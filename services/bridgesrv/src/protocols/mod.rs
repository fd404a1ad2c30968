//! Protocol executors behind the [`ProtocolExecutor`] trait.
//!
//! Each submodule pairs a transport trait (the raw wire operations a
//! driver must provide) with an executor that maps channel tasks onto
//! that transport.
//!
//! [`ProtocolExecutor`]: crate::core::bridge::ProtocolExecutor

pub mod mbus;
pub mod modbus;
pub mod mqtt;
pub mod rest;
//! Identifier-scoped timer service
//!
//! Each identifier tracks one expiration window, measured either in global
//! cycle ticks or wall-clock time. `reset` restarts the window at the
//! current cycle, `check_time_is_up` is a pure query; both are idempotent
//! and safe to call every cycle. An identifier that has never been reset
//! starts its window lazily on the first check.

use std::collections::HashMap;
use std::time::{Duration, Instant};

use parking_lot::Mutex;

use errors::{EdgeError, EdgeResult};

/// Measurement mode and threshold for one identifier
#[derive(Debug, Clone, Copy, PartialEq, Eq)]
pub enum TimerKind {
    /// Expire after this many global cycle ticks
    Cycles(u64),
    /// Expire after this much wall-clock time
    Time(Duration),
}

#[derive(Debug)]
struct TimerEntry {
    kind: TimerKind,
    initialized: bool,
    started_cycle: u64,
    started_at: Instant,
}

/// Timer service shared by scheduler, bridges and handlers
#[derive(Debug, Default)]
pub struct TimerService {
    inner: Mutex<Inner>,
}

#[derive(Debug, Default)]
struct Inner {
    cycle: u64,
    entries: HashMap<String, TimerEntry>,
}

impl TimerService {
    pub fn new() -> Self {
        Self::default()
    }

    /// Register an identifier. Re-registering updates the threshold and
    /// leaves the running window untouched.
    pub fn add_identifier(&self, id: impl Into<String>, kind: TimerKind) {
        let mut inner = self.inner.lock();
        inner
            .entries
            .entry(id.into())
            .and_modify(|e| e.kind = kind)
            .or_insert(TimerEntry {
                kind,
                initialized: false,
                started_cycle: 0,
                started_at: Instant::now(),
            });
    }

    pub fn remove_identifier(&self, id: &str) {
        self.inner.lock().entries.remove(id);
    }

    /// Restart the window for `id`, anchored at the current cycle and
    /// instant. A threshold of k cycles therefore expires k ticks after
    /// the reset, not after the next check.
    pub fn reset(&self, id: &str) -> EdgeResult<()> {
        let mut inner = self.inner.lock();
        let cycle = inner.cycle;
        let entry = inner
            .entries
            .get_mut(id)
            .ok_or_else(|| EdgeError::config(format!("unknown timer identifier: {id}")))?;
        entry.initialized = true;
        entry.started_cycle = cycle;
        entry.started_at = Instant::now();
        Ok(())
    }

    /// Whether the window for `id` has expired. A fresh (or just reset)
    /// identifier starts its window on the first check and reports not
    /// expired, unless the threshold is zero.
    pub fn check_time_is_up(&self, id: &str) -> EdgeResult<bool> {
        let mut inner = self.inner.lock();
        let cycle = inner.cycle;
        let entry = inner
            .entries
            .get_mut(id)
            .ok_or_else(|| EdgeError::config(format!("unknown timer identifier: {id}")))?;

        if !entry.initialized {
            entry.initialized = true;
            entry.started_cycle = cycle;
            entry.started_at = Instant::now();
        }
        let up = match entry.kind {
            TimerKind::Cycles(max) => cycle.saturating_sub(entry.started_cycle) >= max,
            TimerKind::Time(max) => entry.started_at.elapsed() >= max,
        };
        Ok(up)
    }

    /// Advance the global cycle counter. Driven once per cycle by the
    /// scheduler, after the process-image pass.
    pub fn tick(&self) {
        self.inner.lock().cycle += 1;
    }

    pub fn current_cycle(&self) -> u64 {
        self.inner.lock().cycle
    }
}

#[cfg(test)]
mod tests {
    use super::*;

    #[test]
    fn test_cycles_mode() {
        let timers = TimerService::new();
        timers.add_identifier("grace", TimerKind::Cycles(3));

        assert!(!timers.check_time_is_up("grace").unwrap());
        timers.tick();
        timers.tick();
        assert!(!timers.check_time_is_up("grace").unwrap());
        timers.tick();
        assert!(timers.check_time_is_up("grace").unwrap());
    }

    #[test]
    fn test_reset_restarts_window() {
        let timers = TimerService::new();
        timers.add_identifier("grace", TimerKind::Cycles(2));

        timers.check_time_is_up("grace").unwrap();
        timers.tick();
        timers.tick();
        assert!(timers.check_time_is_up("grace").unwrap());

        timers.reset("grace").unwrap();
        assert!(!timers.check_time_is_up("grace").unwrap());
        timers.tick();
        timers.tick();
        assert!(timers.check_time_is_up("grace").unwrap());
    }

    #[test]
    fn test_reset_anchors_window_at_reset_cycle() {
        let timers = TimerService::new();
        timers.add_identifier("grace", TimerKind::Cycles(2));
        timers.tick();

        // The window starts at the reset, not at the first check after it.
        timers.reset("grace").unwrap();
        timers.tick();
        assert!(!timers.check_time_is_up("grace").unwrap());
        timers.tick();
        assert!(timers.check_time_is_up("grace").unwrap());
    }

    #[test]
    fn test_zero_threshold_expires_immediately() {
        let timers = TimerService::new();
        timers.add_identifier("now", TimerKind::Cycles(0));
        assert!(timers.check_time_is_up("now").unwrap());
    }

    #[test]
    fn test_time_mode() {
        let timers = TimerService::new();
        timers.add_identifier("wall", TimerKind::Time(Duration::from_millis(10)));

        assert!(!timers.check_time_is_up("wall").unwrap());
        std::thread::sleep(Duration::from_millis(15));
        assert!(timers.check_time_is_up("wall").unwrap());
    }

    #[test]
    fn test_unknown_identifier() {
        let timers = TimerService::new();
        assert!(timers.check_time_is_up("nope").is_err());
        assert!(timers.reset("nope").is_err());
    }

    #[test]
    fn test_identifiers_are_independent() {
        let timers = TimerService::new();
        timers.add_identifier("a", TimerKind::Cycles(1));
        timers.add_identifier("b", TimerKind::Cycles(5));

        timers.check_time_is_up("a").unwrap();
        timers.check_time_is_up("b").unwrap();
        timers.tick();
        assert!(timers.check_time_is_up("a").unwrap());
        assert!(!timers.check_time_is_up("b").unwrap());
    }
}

- [Required action]
Return only the lines spanning from the first line of the material through the line with "channel tasks onto", copied exactly, both ends kept.

- [Expected answer]
filename services/bridgesrv/src/protocols/mod.rs
repository fd404a1ad2c30968
//! Protocol executors behind the [`ProtocolExecutor`] trait.
//!
//! Each submodule pairs a transport trait (the raw wire operations a
//! driver must provide) with an executor that maps channel tasks onto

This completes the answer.